## Exercise instructions:
The lines to copy are those with "close" in them. Pull each one from the entries below.

## Provided data:
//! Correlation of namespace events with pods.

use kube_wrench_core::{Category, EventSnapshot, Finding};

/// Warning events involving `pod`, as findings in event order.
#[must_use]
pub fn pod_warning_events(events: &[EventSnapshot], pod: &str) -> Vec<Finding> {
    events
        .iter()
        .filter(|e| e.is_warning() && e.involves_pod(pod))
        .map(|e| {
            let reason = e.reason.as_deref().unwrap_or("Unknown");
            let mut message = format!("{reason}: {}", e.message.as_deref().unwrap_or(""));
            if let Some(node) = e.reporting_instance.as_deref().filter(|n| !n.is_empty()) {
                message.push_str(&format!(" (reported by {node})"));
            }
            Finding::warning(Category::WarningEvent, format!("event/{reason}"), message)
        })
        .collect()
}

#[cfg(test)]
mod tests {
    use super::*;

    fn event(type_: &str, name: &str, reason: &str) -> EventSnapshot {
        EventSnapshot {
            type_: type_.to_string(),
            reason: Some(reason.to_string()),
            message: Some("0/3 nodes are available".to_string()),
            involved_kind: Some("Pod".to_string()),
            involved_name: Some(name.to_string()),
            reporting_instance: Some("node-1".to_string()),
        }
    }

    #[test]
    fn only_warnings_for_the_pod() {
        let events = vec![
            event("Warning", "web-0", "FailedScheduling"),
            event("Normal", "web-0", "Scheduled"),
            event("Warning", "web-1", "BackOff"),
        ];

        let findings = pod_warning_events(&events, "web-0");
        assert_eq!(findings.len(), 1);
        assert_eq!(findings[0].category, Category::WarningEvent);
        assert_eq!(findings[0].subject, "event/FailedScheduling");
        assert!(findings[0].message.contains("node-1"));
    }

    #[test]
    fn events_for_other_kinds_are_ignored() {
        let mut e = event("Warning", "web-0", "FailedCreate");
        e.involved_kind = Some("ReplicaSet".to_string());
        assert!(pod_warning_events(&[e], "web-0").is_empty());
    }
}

* * *

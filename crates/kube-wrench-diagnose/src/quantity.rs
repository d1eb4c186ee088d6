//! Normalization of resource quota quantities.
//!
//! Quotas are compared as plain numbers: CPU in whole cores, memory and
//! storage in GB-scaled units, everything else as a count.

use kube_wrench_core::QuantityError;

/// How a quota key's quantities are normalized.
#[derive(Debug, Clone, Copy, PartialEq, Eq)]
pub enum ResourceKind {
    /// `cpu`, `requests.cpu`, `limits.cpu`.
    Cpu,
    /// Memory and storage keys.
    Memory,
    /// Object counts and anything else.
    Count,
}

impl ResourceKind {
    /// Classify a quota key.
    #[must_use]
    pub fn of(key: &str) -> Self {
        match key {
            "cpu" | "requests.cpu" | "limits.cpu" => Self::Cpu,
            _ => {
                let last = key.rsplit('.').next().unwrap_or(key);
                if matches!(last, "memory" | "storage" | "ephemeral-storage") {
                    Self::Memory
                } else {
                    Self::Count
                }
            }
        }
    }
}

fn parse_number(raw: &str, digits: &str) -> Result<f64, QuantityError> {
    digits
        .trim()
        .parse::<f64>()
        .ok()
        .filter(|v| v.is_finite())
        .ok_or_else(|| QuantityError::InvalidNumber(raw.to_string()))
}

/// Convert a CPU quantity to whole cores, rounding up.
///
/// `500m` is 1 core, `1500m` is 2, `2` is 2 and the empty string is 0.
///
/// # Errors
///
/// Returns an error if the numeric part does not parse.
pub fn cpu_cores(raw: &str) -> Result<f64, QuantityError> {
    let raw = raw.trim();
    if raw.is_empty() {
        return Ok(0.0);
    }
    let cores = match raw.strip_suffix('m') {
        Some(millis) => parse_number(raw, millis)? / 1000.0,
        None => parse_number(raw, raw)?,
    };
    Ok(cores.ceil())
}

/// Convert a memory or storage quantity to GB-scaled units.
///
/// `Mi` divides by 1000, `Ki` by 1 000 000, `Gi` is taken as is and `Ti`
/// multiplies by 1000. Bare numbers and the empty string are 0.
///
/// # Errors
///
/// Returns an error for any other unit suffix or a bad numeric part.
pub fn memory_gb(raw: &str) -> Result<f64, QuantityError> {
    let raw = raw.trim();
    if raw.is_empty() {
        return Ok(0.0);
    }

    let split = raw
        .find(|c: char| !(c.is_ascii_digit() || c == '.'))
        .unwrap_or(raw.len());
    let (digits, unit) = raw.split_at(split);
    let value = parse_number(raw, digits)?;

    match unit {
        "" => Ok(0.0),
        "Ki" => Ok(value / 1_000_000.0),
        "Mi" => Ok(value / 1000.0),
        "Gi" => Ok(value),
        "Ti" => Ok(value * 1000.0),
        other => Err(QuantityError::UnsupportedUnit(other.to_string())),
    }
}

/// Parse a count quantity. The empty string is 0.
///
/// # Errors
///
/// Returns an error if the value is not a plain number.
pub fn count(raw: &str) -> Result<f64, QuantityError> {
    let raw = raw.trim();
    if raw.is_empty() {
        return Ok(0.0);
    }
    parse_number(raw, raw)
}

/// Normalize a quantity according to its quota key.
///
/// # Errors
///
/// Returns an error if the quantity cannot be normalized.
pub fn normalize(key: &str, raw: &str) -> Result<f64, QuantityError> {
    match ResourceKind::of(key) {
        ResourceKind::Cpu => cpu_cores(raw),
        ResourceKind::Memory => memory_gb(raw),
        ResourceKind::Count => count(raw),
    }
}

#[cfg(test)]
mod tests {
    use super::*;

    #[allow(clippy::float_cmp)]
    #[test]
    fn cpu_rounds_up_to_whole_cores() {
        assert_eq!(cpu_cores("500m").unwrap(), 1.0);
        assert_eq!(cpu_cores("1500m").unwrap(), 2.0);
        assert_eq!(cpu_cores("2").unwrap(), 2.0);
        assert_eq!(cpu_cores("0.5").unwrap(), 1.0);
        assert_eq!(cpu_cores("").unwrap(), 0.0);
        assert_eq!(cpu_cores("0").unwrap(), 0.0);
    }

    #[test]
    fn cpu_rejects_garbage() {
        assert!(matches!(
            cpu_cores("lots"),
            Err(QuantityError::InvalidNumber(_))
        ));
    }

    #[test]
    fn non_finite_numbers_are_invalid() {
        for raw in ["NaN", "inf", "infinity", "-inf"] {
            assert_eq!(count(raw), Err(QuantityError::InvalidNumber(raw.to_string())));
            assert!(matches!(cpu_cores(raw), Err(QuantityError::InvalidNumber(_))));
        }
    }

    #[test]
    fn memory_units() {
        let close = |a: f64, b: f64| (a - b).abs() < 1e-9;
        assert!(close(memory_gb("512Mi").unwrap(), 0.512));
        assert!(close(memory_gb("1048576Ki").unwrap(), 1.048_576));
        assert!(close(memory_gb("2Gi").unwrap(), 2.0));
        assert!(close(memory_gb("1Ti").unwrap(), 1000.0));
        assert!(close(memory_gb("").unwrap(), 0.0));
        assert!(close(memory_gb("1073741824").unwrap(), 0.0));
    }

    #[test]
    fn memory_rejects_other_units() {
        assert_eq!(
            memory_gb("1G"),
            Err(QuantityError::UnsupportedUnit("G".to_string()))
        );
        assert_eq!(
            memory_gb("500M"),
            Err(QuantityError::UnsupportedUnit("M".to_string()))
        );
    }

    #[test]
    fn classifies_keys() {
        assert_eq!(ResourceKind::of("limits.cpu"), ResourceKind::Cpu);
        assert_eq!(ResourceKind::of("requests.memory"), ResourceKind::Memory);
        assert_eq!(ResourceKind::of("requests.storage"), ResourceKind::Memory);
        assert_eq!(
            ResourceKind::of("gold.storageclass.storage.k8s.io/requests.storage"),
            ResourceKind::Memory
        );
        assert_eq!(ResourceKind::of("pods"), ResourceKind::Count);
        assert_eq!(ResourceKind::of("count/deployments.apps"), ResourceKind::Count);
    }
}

...

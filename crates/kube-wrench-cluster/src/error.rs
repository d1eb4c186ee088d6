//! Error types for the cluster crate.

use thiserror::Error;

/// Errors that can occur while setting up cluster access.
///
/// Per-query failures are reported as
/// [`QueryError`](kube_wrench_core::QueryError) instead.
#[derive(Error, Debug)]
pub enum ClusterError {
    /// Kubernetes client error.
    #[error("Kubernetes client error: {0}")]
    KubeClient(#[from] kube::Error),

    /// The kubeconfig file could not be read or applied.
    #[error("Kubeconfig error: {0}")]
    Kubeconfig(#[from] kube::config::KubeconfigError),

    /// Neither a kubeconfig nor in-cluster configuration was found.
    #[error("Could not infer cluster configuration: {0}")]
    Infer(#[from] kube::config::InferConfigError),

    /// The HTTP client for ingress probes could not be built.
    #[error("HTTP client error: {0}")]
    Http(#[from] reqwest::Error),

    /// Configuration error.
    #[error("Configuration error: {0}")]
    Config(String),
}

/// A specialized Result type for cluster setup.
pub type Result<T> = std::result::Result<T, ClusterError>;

## Task answer:
        let close = |a: f64, b: f64| (a - b).abs() < 1e-9;
        assert!(close(memory_gb("512Mi").unwrap(), 0.512));
        assert!(close(memory_gb("1048576Ki").unwrap(), 1.048_576));
        assert!(close(memory_gb("2Gi").unwrap(), 2.0));
        assert!(close(memory_gb("1Ti").unwrap(), 1000.0));
        assert!(close(memory_gb("").unwrap(), 0.0));
        assert!(close(memory_gb("1073741824").unwrap(), 0.0));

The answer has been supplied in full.